“Creo en la literatura como testimonio, creo en la literatura como arte. Ontofanía, modo del conocimiento, lúcido compromiso con la historia, pasadizo que desemboca en el sueño o la locura, escribir ficciones es para mí, antes que nada, un acto poético”.  Eso está en Del mundo que conocimos, el último libro que Abelardo Castillo armó con quince de sus cuentos, y aunque en la tapa figure la palabra antología él se encarga de aclarar en el prólogo que se trata más bien de un mapa personal, que abre con “La madre de Ernesto” y cierra con “La fornicación es un pájaro lúgubre”. Guarda, que también daban ganas de arrancar por las primeras líneas de “Crear una pequeña flor es trabajo de siglos”, que dicen: “Soy un escritor fracasado. No es un comienzo demasiado original, lo sé. Ni me pasa sólo a mí. Varios de mis mejores amigos podrían encabezar su autobiografía de la misma manera, sin faltar en absoluto a la verdad. Sólo que yo lo acepto naturalmente, que ésta no aspira a ser la narración completa de mi vida y que, yo, tengo una historia de amor para contar”. También fueron candidatas unos veinte textos de sus Diarios (1954-1991), o estas líneas de “La que custodia el fuego”, en Las palabras y los días: “Hubo un tiempo hermoso e irrecuperable en que la gente tenía un lugar en el mundo. Una especie de vientre cálido, de corazón para habitar. Yo atesoro para mí (o ahora lo invento) el recuerdo de una infancia y una adolescencia de amor en las cocinas. He escrito amor, sí. Porque ahora me parece que todo sucedía en las cocinas. Los deberes y las comidas junto a la radio; los juegos de lotería al reparo de las tormentas y de los miedos de la noche; los primeros poemas. Y el amor. No digo el encuentro físico, esa desnuda comunión, o simulacro de la agonía, que sólo a veces es el amor; digo el familiar amor con aroma a especias y a sopa en invierno y a bizcochos. Falsa memoria, dije antes. Es curioso, yo no tuve de chico una cocina con altos frascos de dulce ni secretos aparadores con olor a canela; pero me acuerdo igual”. 

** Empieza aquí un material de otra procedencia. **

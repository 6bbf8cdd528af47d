//! Error types for cutter-core

/// Result type for cutter-core operations
pub type Result<T> = std::result::Result<T, Error>;

/// Errors that can occur while processing a single input
#[derive(Debug, thiserror::Error)]
pub enum Error {
    #[error("Syntax error at line {line}: {kind}")]
    Syntax { line: usize, kind: SyntaxErrorKind },

    #[error("I/O error while reading input: {0}")]
    Io(#[from] std::io::Error),

    #[error("Processed output is not valid UTF-8")]
    InvalidUtf8(#[from] std::string::FromUtf8Error),
}

impl Error {
    pub fn syntax(line: usize, kind: SyntaxErrorKind) -> Self {
        Self::Syntax { line, kind }
    }

    /// The syntax error kind, if this is a syntax error.
    pub fn kind(&self) -> Option<&SyntaxErrorKind> {
        match self {
            Self::Syntax { kind, .. } => Some(kind),
            _ => None,
        }
    }
}

/// Malformed directive structure. Every kind is fatal for the current input.
#[derive(Debug, Clone, PartialEq, Eq, thiserror::Error)]
pub enum SyntaxErrorKind {
    #[error("expected */ to close the directive")]
    UnterminatedExpression,

    #[error("directive wasn't correctly closed: {expression}")]
    UnclosedExpression { expression: String },

    #[error("directive expression can't be empty")]
    EmptyExpression,

    #[error("no checker recognizes expression: {expression}")]
    UnresolvedExpression { expression: String },

    #[error("extension without context: {expression}")]
    ExtensionWithoutContext { expression: String },

    #[error("closer without context: {expression}")]
    CloserWithoutContext { expression: String },

    #[error("no end of line found after single-line directive")]
    UnterminatedLine,

    #[error("{depth} conditional block(s) not closed at end of input")]
    UnterminatedBlock { depth: usize },
}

Cuando el martes pasado supe la noticia salió al cruce la incredulidad y trascartón recordé un texto sobre él de Liliana Heker en Diálogos sobre la vida y la muerte, en el que de arranque lo describe trabajando con unas tablas para armar una biblioteca, con una energía y una vitalidad, con un rechazo tan visceral y reflejo por la muerte que, en sintonía con muchas de las cosas de Castillo que leí aquí y allá, me dieron la sensación de que su fecha andaría lejanísima. Por el oficio lo entrevisté siete u ocho veces, para este diario, para otros medios: sobre coyunturas políticas, sobre historia, sobre sus libros, sobre literatura y filosofía, sobre su vida. Las conversaciones siempre se desbordaban, duraban al menos un par de horas y dejaban abiertos cien caminos para continuar: era apasionante. No soy original, como aquel narrador suyo: decenas de escritores y periodistas que lo conocieron han contado en estos días sus experiencias con él, las charlas de madrugada, las jornadas en sus talleres, las huellas de sus cuentos y novelas, su extraordinario sentido del humor, las marcas de sus lecturas y los viajes que él hacía por libros y autores. Son relatos que hablan de sus huellas que dejó, de las puertas que abrió, de aprendizajes genuinos. De reconocimientos en simultáneo informales y profundos. Bueno: a no ponerse solemne.

Sus cuentos me siguen pareciendo de lo mejor que se ha escrito, dentro del género, en la Argentina. Su obra es formidable, vaya descubrimiento: están las revistas mitológicas (El Grillo, El Escarabajo, El Ornitorrinco), los debates con Cortázar, sus libros de ensayos, los libros de conversaciones, los diarios. Y las novelas: El evangelio según Van Hutten, El que tiene sed, Crónica de un iniciado. Aunque no es esta hora de inventario: se trata, más bien, de un intento torpe por contar a los tumbos de su incidencia fuerte en nuestra vida, de un tipo con la ropa y la existencia jugada en la literatura, con una coherencia sostenida a través del pensamiento y el tiempo. “¿Qué sentido tiene la literatura en un mundo sin sentido? –se preguntaba Castillo–. No hay más que dos respuestas. La primera: ningún sentido. La segunda es precisamente la que hoy no parece estar de moda. El sentido de la literatura, como el sentido del arte, es imaginarle un sentido al mundo y, por lo tanto, al escritor o al artista que hacen esa literatura o ese arte”.